# Decision Tree Classifier Building in Scikit-learn

In this task, you need to build a Decision Tree Model to predict the onset of diabetes based on different diagnostic measures. The dataset is from Kaggle, named Pima Indians Diabetes Database.

## Importing Required Libraries

In [1]:
import pandas as pd
from sklearn.tree import DecisionTreeClassifier
from sklearn.model_selection import train_test_split
from sklearn import metrics

## Loading Data

Let's first load the required Pima Indian Diabetes dataset using pandas' read CSV function.
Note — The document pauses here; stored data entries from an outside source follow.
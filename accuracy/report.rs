//! Human-readable output for an estimation run: a TOML record that can be
//! saved and reloaded, and a plain-text summary for the terminal.

use crate::data::LoaderConfig;
use crate::estimate::ComparisonReport;
use crate::point::AggregateCounts;
use crate::types::{AccuracyReport, Metric, WALD_Z_95};
use serde::{Deserialize, Serialize};
use std::fmt;
use std::fs;
use std::io::{BufWriter, Write};
use thiserror::Error;

#[derive(Error, Debug)]
pub enum ReportError {
    #[error("Failed to read or write report file: {0}")]
    IoError(#[from] std::io::Error),
    #[error("Failed to parse TOML report file: {0}")]
    TomlParseError(#[from] toml::de::Error),
    #[error("Failed to serialize report to TOML format: {0}")]
    TomlSerializeError(#[from] toml::ser::Error),
}

/// Everything needed to reproduce and read one estimation run.
#[derive(Debug, Clone, PartialEq, Serialize, Deserialize)]
pub struct ReportFile {
    /// Path of the study table the estimates were computed from.
    pub input: String,
    pub wald_multiplier: f64,
    pub loader: LoaderConfig,
    pub counts: AggregateCounts,
    pub clustered: AccuracyReport,
    /// Observation-independent baseline, only present when requested.
    #[serde(default, skip_serializing_if = "Option::is_none")]
    pub naive: Option<AccuracyReport>,
}

impl ReportFile {
    pub fn new(
        input: &str,
        loader: LoaderConfig,
        comparison: ComparisonReport,
        include_naive: bool,
    ) -> Self {
        Self {
            input: input.to_string(),
            wald_multiplier: WALD_Z_95,
            loader,
            counts: comparison.counts,
            clustered: comparison.clustered,
            naive: include_naive.then_some(comparison.naive),
        }
    }

    /// Writes the report as pretty-printed TOML.
    pub fn save(&self, path: &str) -> Result<(), ReportError> {
        let toml_string = toml::to_string_pretty(self)?;
        let mut file = BufWriter::new(fs::File::create(path)?);
        file.write_all(toml_string.as_bytes())?;
        file.flush()?;
        Ok(())
    }

    pub fn load(path: &str) -> Result<Self, ReportError> {
        let toml_string = fs::read_to_string(path)?;
        let report = toml::from_str(&toml_string)?;
        Ok(report)
    }
}

/// Plain-text summary: design, 2×2 counts, and one line per metric.
impl fmt::Display for ReportFile {
    fn fmt(&self, out: &mut fmt::Formatter<'_>) -> fmt::Result {
        write_summary(out, self)
    }
}

fn write_summary(out: &mut fmt::Formatter<'_>, report: &ReportFile) -> fmt::Result {
    let counts = &report.counts;
    writeln!(out, "Input: {}", report.input)?;
    writeln!(
        out,
        "Subjects: {}   Raters: {}   Observations: {}",
        counts.n_subjects, counts.n_raters, counts.n_observations
    )?;
    writeln!(out)?;
    write_counts(out, counts)?;
    writeln!(out)?;

    let naive = report.naive.as_ref();
    write!(
        out,
        "{:<6}{:>10}{:>24}{:>10}",
        "Metric", "Estimate", "95% CI (clustered)", "SE"
    )?;
    if naive.is_some() {
        write!(out, "{:>24}{:>10}{:>10}", "95% CI (naive)", "SE", "SE ratio")?;
    }
    writeln!(out)?;

    for metric in Metric::ALL {
        let est = report.clustered.get(metric);
        write!(
            out,
            "{:<6}{:>10.4}{:>24}{:>10.4}",
            metric.abbreviation(),
            est.estimate,
            format_interval(est.lower, est.upper),
            est.standard_error
        )?;
        if let Some(naive) = naive {
            let base = naive.get(metric);
            let ratio = if base.standard_error > 0.0 {
                format!("{:.3}", est.standard_error / base.standard_error)
            } else {
                "N/A".to_string()
            };
            write!(
                out,
                "{:>24}{:>10.4}{:>10}",
                format_interval(base.lower, base.upper),
                base.standard_error,
                ratio
            )?;
        }
        writeln!(out)?;
    }

    if report.clustered.iter().any(|est| est.exceeds_unit_interval()) {
        writeln!(out)?;
        writeln!(
            out,
            "Note: Wald intervals are not clipped and may extend beyond [0, 1]."
        )?;
    }
    Ok(())
}

fn write_counts(out: &mut fmt::Formatter<'_>, counts: &AggregateCounts) -> fmt::Result {
    writeln!(out, "{:<10}{:>10}{:>10}", "", "Gold +", "Gold -")?;
    writeln!(
        out,
        "{:<10}{:>10}{:>10}",
        "Test +", counts.true_positives, counts.false_positives
    )?;
    writeln!(
        out,
        "{:<10}{:>10}{:>10}",
        "Test -", counts.false_negatives, counts.true_negatives
    )
}

fn format_interval(lower: f64, upper: f64) -> String {
    format!("[{lower:.4}, {upper:.4}]")
}

#[cfg(test)]
mod tests {
    use super::*;
    use crate::assemble::RaterTable;
    use crate::estimate::estimate_comparison;
    use ndarray::array;
    use tempfile::NamedTempFile;

    fn sample_comparison() -> ComparisonReport {
        let table = RaterTable::from_arrays(
            array![1.0, 1.0, 0.0, 0.0, 1.0],
            array![
                [1.0, 1.0, 0.0],
                [1.0, 0.0, 1.0],
                [0.0, 0.0, 1.0],
                [0.0, 0.0, 0.0],
                [1.0, 1.0, 1.0]
            ],
        );
        estimate_comparison(&table).unwrap()
    }

    #[test]
    fn report_round_trips_through_toml() {
        let report =
            ReportFile::new("study.tsv", LoaderConfig::default(), sample_comparison(), true);
        let file = NamedTempFile::new().unwrap();
        let path = file.path().to_str().unwrap();

        report.save(path).unwrap();
        let loaded = ReportFile::load(path).unwrap();
        assert_eq!(loaded, report);
        assert!(loaded.naive.is_some());
    }

    #[test]
    fn naive_section_is_optional() {
        let report =
            ReportFile::new("study.tsv", LoaderConfig::default(), sample_comparison(), false);
        let toml_string = toml::to_string_pretty(&report).unwrap();
        assert!(!toml_string.contains("[naive"));
        let parsed: ReportFile = toml::from_str(&toml_string).unwrap();
        assert!(parsed.naive.is_none());
    }

    #[test]
    fn text_summary_lists_counts_and_metrics() {
        let report =
            ReportFile::new("study.tsv", LoaderConfig::default(), sample_comparison(), true);
        let text = report.to_string();

        assert!(text.contains("Subjects: 5   Raters: 3   Observations: 15"));
        assert!(text.contains("Gold +"));
        for abbreviation in ["Se", "Sp", "PPV", "NPV"] {
            assert!(
                text.lines().any(|line| line.starts_with(abbreviation)),
                "missing row for {abbreviation}"
            );
        }
        assert!(text.contains("SE ratio"));
    }
}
You can check the first few rows of the dataset by executing the cell below.

In [2]:
col_names = ['pregnant', 'glucose', 'bp', 'skin', 'insulin', 'bmi', 'pedigree', 'age', 'label']
pima = pd.read_csv("diabetes.csv", header=None, names=col_names)
pima.head()

Unnamed: 0,pregnant,glucose,bp,skin,insulin,bmi,pedigree,age,label
0,6,148,72,35,0,33.6,0.627,50,1
1,1,85,66,29,0,26.6,0.351,31,0
2,8,183,64,0,0,23.3,0.672,32,1
3,1,89,66,23,94,28.1,0.167,21,0
4,0,137,40,35,168,43.1,2.288,33,1


## Feature Selection

Here, you need to divide given columns into two types of variables, dependent (or target variable) ``X`` and independent variable (or feature variables) ``y``. The selected features are ``['pregnant', 'insulin', 'bmi', 'age', 'glucose', 'bp', 'pedigree']``.

In [3]:
feature_cols = ['pregnant', 'insulin', 'bmi', 'age', 'glucose', 'bp', 'pedigree']
# TODO1: Select the corresponding features and extract feature variables X and label variable y
X = pima[feature_cols]
y = pima.label

## Splitting Data

In [4]:
X_train, X_test, y_train, y_test = train_test_split(X, y, test_size=0.3, random_state=1)

## Building Decision Tree Model

Here, you need to build a decision tree classifier, train it using training dataset, and calculate the predicted values on the testing dataset. The predicted values should be stored in ``y_pred``. To ensure a reproducible evaluation, set the ``random_state`` to 42.

In [5]:
SEED = 42
# TODO2: Calculate y_pred using decision tree model
clf = DecisionTreeClassifier(random_state=SEED)
clf = clf.fit(X_train,y_train)
y_pred = clf.predict(X_test)


## Evaluate Model

Let's estimate how accurately the classifier or model can predict the type of cultivars. Accuracy can be computed by comparing actual test set values and predicted values.

In [6]:
print("Accuracy:",metrics.accuracy_score(y_test, y_pred))

Accuracy: 0.6883116883116883